A week ago having ‘Made in Germany’ on a manufactured product meant most customers were willing to pay a considerable premium over a more bog standard, often Chinese, similar product. Not just their cars but their washing machines, printing presses and machine tools were all regarded as a cut above. Germany meant quality worth paying for. We cannot be sure that still applies today.
The blow that has been dealt an economy reliant on manufacturing expensive things and selling them - as opposed to chucking up Thames riverside flats and flogging them to dodgy Malaysians and cash-hiding Russians - might well be considerable. It could, of course, blow over in due course but some reputational repair will be in order.
The VW scandal is a disaster. Think about the long years the company has spent nurturing the US market with its quirky Beetle ads from Doyle Dane Bernbach during the 60s. The Love Bug, anyone? That’s all been utterly trashed. Anyone tooling around in a diesel is almost certainly now looking at its residual value falling off a cliff. VW - along with most other European manufacturers - bet the farm on diesel.
The oddity of what’s occurred is that it seems so out of character for the Germans. For all their faults - and we shouldn’t go into these too deeply without dredging up age-old prejudice - Germans were thought to be plain dealers. If and when it all comes out it’s going to be interesting to see where the heart of the blame lies.
German manufacturing is traditionally ruled by engineers with their austere, lean, no-nonsense precision. It took a manager to tell the engineers to devise a system that would deviously switch from a filthy noxious emissions spewing system to a purer version when it went on the testing bed. Why they felt forced into this deception is the most interesting - and as yet unanswered - question. Were the emissions limits just beyond what they could design? Did commercial pressure to out-perform hybrid rivals push them so completely over the line between gamesmanship and cheating? Like all little white fibs - and great big technicolour lies - you’ll get found out in the end. Especially with the Euro-hating EPA sniffing around you.
I know a little about Germans. My gap year between school and university was spent in Germany. With no jobs on the Merc production line going free and even rejected by McDonald's, the only job I could find was in the Dekorationsabteilung of the Freiburg branch of Hertie, as a department store shop window-dressing assistant. (Probably not the sort of position I was born to hold.) I wasn't actually allowed into the window space: Germany being Germany, you're required to have a PhD in Shop Window Design to enter this hallowed ground.
When I got home famished from a hard day dragging naked mannequins around the store room and telling customers I couldn't sell them any underwear because I wasn't in sales, supper was a meagre ration of cold meats and rye bread. No lashings of steaming wurst with cabbage, washed down with an elegant Riesling or a schwabische beer.
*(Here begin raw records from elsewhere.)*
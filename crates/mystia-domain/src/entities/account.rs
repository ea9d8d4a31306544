//! Registered accounts

use crate::value_objects::Role;
use chrono::{DateTime, Utc};
use serde::{Deserialize, Serialize};
use uuid::Uuid;

/// A registered account
///
/// `id` and `username` never change after creation. `role` is the only
/// field mutated afterwards, through the admin role-change flow.
#[derive(Debug, Clone, PartialEq, Eq)]
pub struct Account {
    /// Opaque unique identifier
    pub id: String,
    /// Unique handle chosen by the owner
    pub username: String,
    /// One-way password hash, never the plaintext
    pub password_hash: String,
    /// Display name
    pub nickname: String,
    /// Current role
    pub role: Role,
    /// Creation time
    pub created_at: DateTime<Utc>,
}

impl Account {
    /// New account with a freshly generated identity
    pub fn new(
        username: impl Into<String>,
        password_hash: impl Into<String>,
        nickname: impl Into<String>,
        role: Role,
    ) -> Self {
        Self {
            id: Uuid::new_v4().to_string(),
            username: username.into(),
            password_hash: password_hash.into(),
            nickname: nickname.into(),
            role,
            created_at: Utc::now(),
        }
    }

    /// Public record, without the password hash
    pub fn view(&self) -> AccountView {
        AccountView::from(self)
    }
}

/// Public account record returned to callers
#[derive(Debug, Clone, PartialEq, Eq, Serialize, Deserialize)]
pub struct AccountView {
    /// Account identity
    pub id: String,
    /// Handle
    pub username: String,
    /// Display name
    pub nickname: String,
    /// Current role
    pub role: Role,
}

impl From<&Account> for AccountView {
    fn from(account: &Account) -> Self {
        Self {
            id: account.id.clone(),
            username: account.username.clone(),
            nickname: account.nickname.clone(),
            role: account.role,
        }
    }
}
//! Configuration
//!
//! Typed configuration sections and the figment-based loader.

pub mod loader;
pub mod types;

pub use loader::{ConfigBuilder, ConfigLoader};
pub use types::*;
The family I lodged with were well-to-do academics and they were kind to me, but they ran a tight, orderly ship. Alles in ordnung. In the evening, we all watched dismal German TV, the monotony occasionally broken by Bosco, the boxer dog, silently breaking wind as he slept by the fire. And the family Merc had done a couple of hundred thousand miles.
Germans are precise and they are frugal. Although relatively well off compared with other Europeans, they do not splash money around and rarely go on borrowing sprees to buy things they haven't saved up for.
However, they were shown in Michael Lewis’s Boomerang to be such unsuspecting dupes when it came to buying crap, packaged sub-prime mortgage debt that the devilishly cunning American investment bank salespeople took them to the cleaners. (Nobody has been flushed out by the American authorities to pay the price for this crime.) But it’s down to their caution when it comes to borrowing that they didn’t get so deeply in schtuck as the Brits, the Irish, the Spanish and the Greeks when the crash came.
Well, now it turns out that they’re quite frugal with the truth, as well. Yet another mess for the remarkable Frau Merkel to add to her lengthy list of things to sort out.